I’ve got 75 small native tree slips coming by mail from the state arboretum: 25 Blackhaw Viburnums, 25 white Dogwoods, and 25 Beautyberry. They should arrive one week from today, which means it’s time to dig holes.
These new tree slips will be about two feet tall, so they will not be very noticeable for the next 4-10 years, but they are all deer-resistant.
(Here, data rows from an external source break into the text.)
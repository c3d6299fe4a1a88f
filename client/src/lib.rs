//! # client
//!
//! Leptos + WASM frontend for Streamify's login and signup pages.
//!
//! This crate contains the pages, the shared auth-card components, the auth
//! state and mutation hooks, and the REST client for the auth backend. The
//! root `streamify` binary renders it with SSR; the `hydrate` feature builds
//! the browser bundle.

pub mod app;
pub mod components;
pub mod net;
pub mod pages;
pub mod state;
pub mod util;

/// WASM entry point: install logging and hydrate the server-rendered body.
#[cfg(feature = "hydrate")]
#[wasm_bindgen::prelude::wasm_bindgen]
pub fn hydrate() {
    console_error_panic_hook::set_once();
    // Fails only if a logger is already installed.
    let _ = console_log::init_with_level(log::Level::Debug);
    log::info!("hydrating {}", components::auth_layout::APP_NAME);
    leptos::mount::hydrate_body(app::App);
}
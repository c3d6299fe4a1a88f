use super::*;

/// # Safety
/// Only `from_env_uses_defaults` touches these variables; every other test
/// in this crate uses its own uniquely named keys, so no other test races it.
unsafe fn clear_server_env() {
    unsafe {
        std::env::remove_var("PORT");
        std::env::remove_var("AUTH_API_URL");
        std::env::remove_var("PROXY_TIMEOUT_SECS");
    }
}

#[test]
fn from_env_uses_defaults() {
    unsafe { clear_server_env() };

    let cfg = Config::from_env().unwrap();
    assert_eq!(
        cfg,
        Config {
            port: DEFAULT_PORT,
            auth_api_url: DEFAULT_AUTH_API_URL.to_owned(),
            proxy_timeout_secs: DEFAULT_PROXY_TIMEOUT_SECS,
        }
    );
}

#[test]
fn parse_port_accepts_valid_and_rejects_garbage() {
    assert_eq!(parse_port(None), Ok(DEFAULT_PORT));
    assert_eq!(parse_port(Some(" 8080 ")), Ok(8080));
    assert_eq!(parse_port(Some("http")), Err(ConfigError::InvalidPort("http".to_owned())));
    assert_eq!(parse_port(Some("70000")), Err(ConfigError::InvalidPort("70000".to_owned())));
}

#[test]
fn parse_auth_api_url_trims_trailing_slash() {
    assert_eq!(
        parse_auth_api_url(Some("https://auth.example.test/")),
        Ok("https://auth.example.test".to_owned())
    );
    assert_eq!(parse_auth_api_url(None), Ok(DEFAULT_AUTH_API_URL.to_owned()));
}

#[test]
fn parse_auth_api_url_requires_http_scheme() {
    assert!(matches!(
        parse_auth_api_url(Some("auth.example.test")),
        Err(ConfigError::InvalidAuthApiUrl(_))
    ));
}

#[test]
fn env_parse_u64_falls_back_on_invalid() {
    let key = "__TEST_STREAMIFY_TIMEOUT_731__";
    unsafe { std::env::set_var(key, "soon") };
    assert_eq!(env_parse_u64(key, 30), 30);
    unsafe { std::env::set_var(key, " 5 ") };
    assert_eq!(env_parse_u64(key, 30), 5);
    unsafe { std::env::remove_var(key) };
}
The Dogwoods are less deer-resistant, but I am planting these where human activity should provide a little additional protection.
The Blackhaw Viburnum needs moisture, so this morning I dropped 25 holes in three down-slope areas that I know to be moist.
Fifteen of the Dogwood holes were also put in this morning, and another 10 holes in the afternoon following the rain.
The Beautyberry is a bit shorter when fully grown, is less finicky about moisture, and is quite deer resistant, so it’s going in last, along the forest line near the house and along the path to the two bee hives.
These 75 tree slips are joining four 5-foot tall non-native dogwoods planted earlier this spring, along with three 6-foot crabapples and two 8-foot Fuji eating apples planted at the same time.
Everything I am planting is designed to benefit wildlife, especially birds.
There’s a decent chance I will be dead by the time these small trees are fully mature, but isn’t that life itself — a baton race in which we receive from the past and pass on to the future? We dig and plant, recognizing that the tree slip is the hope, and not the promise, of something that will go on.